Exercise data:
· · · · ·
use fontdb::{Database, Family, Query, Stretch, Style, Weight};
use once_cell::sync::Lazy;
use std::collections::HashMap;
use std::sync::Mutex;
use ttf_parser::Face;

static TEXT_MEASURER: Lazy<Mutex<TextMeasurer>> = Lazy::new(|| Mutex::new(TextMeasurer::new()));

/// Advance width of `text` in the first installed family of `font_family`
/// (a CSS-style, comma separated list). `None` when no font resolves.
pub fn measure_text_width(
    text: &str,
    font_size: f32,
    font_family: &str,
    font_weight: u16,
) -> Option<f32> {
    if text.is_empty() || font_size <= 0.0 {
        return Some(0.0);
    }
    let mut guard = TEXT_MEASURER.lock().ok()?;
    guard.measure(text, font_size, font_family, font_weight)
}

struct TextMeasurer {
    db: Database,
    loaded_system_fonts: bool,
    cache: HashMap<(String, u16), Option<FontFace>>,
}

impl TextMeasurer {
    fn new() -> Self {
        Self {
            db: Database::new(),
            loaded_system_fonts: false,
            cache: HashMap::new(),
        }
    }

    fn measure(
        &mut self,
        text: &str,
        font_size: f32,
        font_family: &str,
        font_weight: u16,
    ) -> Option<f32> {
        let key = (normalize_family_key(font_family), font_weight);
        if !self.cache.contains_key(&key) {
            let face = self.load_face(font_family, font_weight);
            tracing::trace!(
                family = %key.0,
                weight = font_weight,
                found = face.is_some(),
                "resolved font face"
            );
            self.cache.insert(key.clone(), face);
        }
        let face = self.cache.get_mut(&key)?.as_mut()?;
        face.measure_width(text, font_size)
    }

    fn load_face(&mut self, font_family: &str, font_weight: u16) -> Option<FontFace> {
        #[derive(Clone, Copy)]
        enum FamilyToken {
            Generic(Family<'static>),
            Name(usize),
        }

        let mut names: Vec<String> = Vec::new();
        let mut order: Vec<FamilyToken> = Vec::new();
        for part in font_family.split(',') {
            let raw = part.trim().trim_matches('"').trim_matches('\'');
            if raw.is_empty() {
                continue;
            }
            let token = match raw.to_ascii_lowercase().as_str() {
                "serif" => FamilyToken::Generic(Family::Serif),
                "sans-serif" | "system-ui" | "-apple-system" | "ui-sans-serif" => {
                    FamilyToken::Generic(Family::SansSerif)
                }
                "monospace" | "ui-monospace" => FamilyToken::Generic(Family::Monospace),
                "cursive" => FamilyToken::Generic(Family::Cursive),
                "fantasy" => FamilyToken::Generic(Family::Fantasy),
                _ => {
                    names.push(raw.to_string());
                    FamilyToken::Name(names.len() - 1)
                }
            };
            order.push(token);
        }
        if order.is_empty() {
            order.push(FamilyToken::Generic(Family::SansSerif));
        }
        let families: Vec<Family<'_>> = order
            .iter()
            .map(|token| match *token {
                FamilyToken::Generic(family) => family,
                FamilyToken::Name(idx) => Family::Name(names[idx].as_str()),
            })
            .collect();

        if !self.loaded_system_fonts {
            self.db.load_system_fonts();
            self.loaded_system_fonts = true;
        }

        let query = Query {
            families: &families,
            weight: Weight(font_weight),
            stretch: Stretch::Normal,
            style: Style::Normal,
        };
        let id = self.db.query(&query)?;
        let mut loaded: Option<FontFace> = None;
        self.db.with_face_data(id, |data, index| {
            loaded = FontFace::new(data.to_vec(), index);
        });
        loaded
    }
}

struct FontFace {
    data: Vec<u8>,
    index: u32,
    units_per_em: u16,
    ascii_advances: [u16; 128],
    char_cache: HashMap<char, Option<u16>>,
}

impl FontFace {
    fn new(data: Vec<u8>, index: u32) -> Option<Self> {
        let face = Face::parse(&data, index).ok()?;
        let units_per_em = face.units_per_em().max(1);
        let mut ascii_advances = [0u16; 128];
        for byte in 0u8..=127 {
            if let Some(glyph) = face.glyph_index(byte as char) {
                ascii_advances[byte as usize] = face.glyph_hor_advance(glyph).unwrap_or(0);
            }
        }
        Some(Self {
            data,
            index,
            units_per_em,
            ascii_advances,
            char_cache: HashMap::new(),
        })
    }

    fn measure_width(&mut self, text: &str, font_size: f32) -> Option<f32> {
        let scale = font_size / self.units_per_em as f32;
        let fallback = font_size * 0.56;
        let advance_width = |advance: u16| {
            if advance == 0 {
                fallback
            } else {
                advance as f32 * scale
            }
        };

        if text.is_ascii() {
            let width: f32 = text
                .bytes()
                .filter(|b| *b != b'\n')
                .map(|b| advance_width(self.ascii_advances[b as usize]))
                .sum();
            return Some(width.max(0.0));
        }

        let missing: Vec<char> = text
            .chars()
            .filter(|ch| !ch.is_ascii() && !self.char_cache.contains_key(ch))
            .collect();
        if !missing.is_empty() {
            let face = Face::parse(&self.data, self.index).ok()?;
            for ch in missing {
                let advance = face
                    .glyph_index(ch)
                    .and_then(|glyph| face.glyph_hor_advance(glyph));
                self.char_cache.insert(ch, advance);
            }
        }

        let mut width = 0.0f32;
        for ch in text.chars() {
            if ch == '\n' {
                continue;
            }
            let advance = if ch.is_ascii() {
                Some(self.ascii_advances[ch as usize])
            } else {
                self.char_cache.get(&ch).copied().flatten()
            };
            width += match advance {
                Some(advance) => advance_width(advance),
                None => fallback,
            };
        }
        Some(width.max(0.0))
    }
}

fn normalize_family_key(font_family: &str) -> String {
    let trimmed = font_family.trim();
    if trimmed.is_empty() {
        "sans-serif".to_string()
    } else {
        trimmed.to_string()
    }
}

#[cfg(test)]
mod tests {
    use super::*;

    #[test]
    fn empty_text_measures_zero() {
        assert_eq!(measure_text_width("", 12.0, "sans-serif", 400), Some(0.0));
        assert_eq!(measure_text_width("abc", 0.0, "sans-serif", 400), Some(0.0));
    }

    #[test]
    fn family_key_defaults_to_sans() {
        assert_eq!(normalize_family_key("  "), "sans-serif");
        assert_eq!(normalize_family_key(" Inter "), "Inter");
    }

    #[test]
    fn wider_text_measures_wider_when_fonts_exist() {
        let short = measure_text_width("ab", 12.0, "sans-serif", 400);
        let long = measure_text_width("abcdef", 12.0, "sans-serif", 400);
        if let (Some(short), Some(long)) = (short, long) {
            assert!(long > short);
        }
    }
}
· · · · ·
Problem: Write every entry out again exactly.

Written response:
use fontdb::{Database, Family, Query, Stretch, Style, Weight};
use once_cell::sync::Lazy;
use std::collections::HashMap;
use std::sync::Mutex;
use ttf_parser::Face;

static TEXT_MEASURER: Lazy<Mutex<TextMeasurer>> = Lazy::new(|| Mutex::new(TextMeasurer::new()));

/// Advance width of `text` in the first installed family of `font_family`
/// (a CSS-style, comma separated list). `None` when no font resolves.
pub fn measure_text_width(
    text: &str,
    font_size: f32,
    font_family: &str,
    font_weight: u16,
) -> Option<f32> {
    if text.is_empty() || font_size <= 0.0 {
        return Some(0.0);
    }
    let mut guard = TEXT_MEASURER.lock().ok()?;
    guard.measure(text, font_size, font_family, font_weight)
}

struct TextMeasurer {
    db: Database,
    loaded_system_fonts: bool,
    cache: HashMap<(String, u16), Option<FontFace>>,
}

impl TextMeasurer {
    fn new() -> Self {
        Self {
            db: Database::new(),
            loaded_system_fonts: false,
            cache: HashMap::new(),
        }
    }

    fn measure(
        &mut self,
        text: &str,
        font_size: f32,
        font_family: &str,
        font_weight: u16,
    ) -> Option<f32> {
        let key = (normalize_family_key(font_family), font_weight);
        if !self.cache.contains_key(&key) {
            let face = self.load_face(font_family, font_weight);
            tracing::trace!(
                family = %key.0,
                weight = font_weight,
                found = face.is_some(),
                "resolved font face"
            );
            self.cache.insert(key.clone(), face);
        }
        let face = self.cache.get_mut(&key)?.as_mut()?;
        face.measure_width(text, font_size)
    }

    fn load_face(&mut self, font_family: &str, font_weight: u16) -> Option<FontFace> {
        #[derive(Clone, Copy)]
        enum FamilyToken {
            Generic(Family<'static>),
            Name(usize),
        }

        let mut names: Vec<String> = Vec::new();
        let mut order: Vec<FamilyToken> = Vec::new();
        for part in font_family.split(',') {
            let raw = part.trim().trim_matches('"').trim_matches('\'');
            if raw.is_empty() {
                continue;
            }
            let token = match raw.to_ascii_lowercase().as_str() {
                "serif" => FamilyToken::Generic(Family::Serif),
                "sans-serif" | "system-ui" | "-apple-system" | "ui-sans-serif" => {
                    FamilyToken::Generic(Family::SansSerif)
                }
                "monospace" | "ui-monospace" => FamilyToken::Generic(Family::Monospace),
                "cursive" => FamilyToken::Generic(Family::Cursive),
                "fantasy" => FamilyToken::Generic(Family::Fantasy),
                _ => {
                    names.push(raw.to_string());
                    FamilyToken::Name(names.len() - 1)
                }
            };
            order.push(token);
        }
        if order.is_empty() {
            order.push(FamilyToken::Generic(Family::SansSerif));
        }
        let families: Vec<Family<'_>> = order
            .iter()
            .map(|token| match *token {
                FamilyToken::Generic(family) => family,
                FamilyToken::Name(idx) => Family::Name(names[idx].as_str()),
            })
            .collect();

        if !self.loaded_system_fonts {
            self.db.load_system_fonts();
            self.loaded_system_fonts = true;
        }

        let query = Query {
            families: &families,
            weight: Weight(font_weight),
            stretch: Stretch::Normal,
            style: Style::Normal,
        };
        let id = self.db.query(&query)?;
        let mut loaded: Option<FontFace> = None;
        self.db.with_face_data(id, |data, index| {
            loaded = FontFace::new(data.to_vec(), index);
        });
        loaded
    }
}

struct FontFace {
    data: Vec<u8>,
    index: u32,
    units_per_em: u16,
    ascii_advances: [u16; 128],
    char_cache: HashMap<char, Option<u16>>,
}

impl FontFace {
    fn new(data: Vec<u8>, index: u32) -> Option<Self> {
        let face = Face::parse(&data, index).ok()?;
        let units_per_em = face.units_per_em().max(1);
        let mut ascii_advances = [0u16; 128];
        for byte in 0u8..=127 {
            if let Some(glyph) = face.glyph_index(byte as char) {
                ascii_advances[byte as usize] = face.glyph_hor_advance(glyph).unwrap_or(0);
            }
        }
        Some(Self {
            data,
            index,
            units_per_em,
            ascii_advances,
            char_cache: HashMap::new(),
        })
    }

    fn measure_width(&mut self, text: &str, font_size: f32) -> Option<f32> {
        let scale = font_size / self.units_per_em as f32;
        let fallback = font_size * 0.56;
        let advance_width = |advance: u16| {
            if advance == 0 {
                fallback
            } else {
                advance as f32 * scale
            }
        };

        if text.is_ascii() {
            let width: f32 = text
                .bytes()
                .filter(|b| *b != b'\n')
                .map(|b| advance_width(self.ascii_advances[b as usize]))
                .sum();
            return Some(width.max(0.0));
        }

        let missing: Vec<char> = text
            .chars()
            .filter(|ch| !ch.is_ascii() && !self.char_cache.contains_key(ch))
            .collect();
        if !missing.is_empty() {
            let face = Face::parse(&self.data, self.index).ok()?;
            for ch in missing {
                let advance = face
                    .glyph_index(ch)
                    .and_then(|glyph| face.glyph_hor_advance(glyph));
                self.char_cache.insert(ch, advance);
            }
        }

        let mut width = 0.0f32;
        for ch in text.chars() {
            if ch == '\n' {
                continue;
            }
            let advance = if ch.is_ascii() {
                Some(self.ascii_advances[ch as usize])
            } else {
                self.char_cache.get(&ch).copied().flatten()
            };
            width += match advance {
                Some(advance) => advance_width(advance),
                None => fallback,
            };
        }
        Some(width.max(0.0))
    }
}

fn normalize_family_key(font_family: &str) -> String {
    let trimmed = font_family.trim();
    if trimmed.is_empty() {
        "sans-serif".to_string()
    } else {
        trimmed.to_string()
    }
}

#[cfg(test)]
mod tests {
    use super::*;

    #[test]
    fn empty_text_measures_zero() {
        assert_eq!(measure_text_width("", 12.0, "sans-serif", 400), Some(0.0));
        assert_eq!(measure_text_width("abc", 0.0, "sans-serif", 400), Some(0.0));
    }

    #[test]
    fn family_key_defaults_to_sans() {
        assert_eq!(normalize_family_key("  "), "sans-serif");
        assert_eq!(normalize_family_key(" Inter "), "Inter");
    }

    #[test]
    fn wider_text_measures_wider_when_fonts_exist() {
        let short = measure_text_width("ab", 12.0, "sans-serif", 400);
        let long = measure_text_width("abcdef", 12.0, "sans-serif", 400);
        if let (Some(short), Some(long)) = (short, long) {
            assert!(long > short);
        }
    }
}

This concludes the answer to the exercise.